Recorded data:

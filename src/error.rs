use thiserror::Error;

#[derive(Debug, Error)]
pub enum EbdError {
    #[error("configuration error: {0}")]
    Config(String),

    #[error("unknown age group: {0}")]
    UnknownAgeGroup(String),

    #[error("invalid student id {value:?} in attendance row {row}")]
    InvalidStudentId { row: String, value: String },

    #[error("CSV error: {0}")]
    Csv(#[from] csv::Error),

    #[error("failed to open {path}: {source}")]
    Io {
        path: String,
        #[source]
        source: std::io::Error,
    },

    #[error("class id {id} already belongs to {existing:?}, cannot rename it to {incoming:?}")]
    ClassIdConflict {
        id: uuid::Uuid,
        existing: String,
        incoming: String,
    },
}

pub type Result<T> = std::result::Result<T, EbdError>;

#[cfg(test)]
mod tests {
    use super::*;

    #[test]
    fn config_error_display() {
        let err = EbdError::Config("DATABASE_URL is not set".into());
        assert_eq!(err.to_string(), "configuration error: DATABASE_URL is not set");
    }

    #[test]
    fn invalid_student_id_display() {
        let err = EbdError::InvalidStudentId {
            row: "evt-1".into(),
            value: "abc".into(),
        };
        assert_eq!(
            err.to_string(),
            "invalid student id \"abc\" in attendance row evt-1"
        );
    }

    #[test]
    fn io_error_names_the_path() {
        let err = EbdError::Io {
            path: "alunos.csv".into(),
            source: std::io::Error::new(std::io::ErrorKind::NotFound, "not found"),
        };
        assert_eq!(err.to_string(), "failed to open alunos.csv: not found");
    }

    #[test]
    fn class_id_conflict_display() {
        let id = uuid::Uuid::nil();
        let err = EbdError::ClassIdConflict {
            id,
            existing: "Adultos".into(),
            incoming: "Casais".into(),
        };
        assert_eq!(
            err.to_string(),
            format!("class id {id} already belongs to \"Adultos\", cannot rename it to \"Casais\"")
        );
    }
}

--

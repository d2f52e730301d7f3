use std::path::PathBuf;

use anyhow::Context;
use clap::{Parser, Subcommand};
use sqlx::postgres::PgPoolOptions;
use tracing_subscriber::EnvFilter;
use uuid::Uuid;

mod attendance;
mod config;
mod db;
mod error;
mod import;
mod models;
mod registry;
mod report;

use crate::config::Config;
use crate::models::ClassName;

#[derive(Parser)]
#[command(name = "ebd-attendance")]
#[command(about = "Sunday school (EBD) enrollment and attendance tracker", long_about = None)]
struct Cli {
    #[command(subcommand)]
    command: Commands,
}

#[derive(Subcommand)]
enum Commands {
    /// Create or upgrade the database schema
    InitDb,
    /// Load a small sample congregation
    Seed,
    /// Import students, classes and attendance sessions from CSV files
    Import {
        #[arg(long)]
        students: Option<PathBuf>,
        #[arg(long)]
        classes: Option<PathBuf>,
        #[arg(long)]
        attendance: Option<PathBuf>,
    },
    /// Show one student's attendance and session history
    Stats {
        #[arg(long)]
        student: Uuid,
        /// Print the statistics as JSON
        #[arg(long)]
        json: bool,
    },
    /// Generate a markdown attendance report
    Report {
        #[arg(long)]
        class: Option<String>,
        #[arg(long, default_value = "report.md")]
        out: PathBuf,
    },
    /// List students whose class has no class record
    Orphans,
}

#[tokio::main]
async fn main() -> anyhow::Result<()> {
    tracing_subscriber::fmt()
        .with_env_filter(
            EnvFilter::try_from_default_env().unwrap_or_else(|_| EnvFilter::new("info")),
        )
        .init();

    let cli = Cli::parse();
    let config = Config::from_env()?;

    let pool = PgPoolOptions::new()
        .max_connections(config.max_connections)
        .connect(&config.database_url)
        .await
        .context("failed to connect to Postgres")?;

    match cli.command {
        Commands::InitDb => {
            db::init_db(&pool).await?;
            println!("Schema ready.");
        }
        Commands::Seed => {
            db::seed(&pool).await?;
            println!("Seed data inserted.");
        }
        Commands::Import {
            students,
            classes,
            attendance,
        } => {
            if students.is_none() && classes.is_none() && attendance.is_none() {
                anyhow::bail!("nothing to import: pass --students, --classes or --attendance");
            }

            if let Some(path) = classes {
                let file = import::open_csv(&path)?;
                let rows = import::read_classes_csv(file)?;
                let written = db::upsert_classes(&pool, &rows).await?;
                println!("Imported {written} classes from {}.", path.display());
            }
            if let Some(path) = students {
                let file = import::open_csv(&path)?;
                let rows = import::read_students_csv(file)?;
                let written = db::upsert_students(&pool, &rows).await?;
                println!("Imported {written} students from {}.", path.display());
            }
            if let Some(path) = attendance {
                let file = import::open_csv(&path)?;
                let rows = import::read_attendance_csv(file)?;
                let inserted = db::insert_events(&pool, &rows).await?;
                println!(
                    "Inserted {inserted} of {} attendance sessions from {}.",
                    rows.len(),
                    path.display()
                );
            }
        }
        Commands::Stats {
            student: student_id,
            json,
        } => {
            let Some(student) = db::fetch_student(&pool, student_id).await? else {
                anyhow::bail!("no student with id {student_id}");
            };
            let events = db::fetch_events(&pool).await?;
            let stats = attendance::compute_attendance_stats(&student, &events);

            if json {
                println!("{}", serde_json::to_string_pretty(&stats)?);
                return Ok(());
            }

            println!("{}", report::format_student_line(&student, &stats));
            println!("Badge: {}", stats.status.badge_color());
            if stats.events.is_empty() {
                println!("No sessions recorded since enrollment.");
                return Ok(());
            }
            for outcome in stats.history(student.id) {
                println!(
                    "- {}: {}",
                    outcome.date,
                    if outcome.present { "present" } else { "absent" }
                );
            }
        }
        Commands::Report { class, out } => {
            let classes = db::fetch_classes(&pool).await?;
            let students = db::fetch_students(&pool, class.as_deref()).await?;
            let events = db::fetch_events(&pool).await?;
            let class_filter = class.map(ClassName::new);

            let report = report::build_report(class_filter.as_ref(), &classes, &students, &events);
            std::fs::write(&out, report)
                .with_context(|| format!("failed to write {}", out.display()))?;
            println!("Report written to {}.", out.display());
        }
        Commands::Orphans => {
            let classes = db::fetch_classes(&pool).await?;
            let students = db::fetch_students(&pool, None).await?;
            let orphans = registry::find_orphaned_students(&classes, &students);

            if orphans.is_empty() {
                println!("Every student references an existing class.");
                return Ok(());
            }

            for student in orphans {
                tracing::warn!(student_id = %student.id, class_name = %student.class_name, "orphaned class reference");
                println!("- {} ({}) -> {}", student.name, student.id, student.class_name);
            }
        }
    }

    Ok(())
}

Work request: Using the entries above, copy out all lines that contain the string "Casais".

Output of the exercise:
            incoming: "Casais".into(),
            format!("class id {id} already belongs to \"Adultos\", cannot rename it to \"Casais\"")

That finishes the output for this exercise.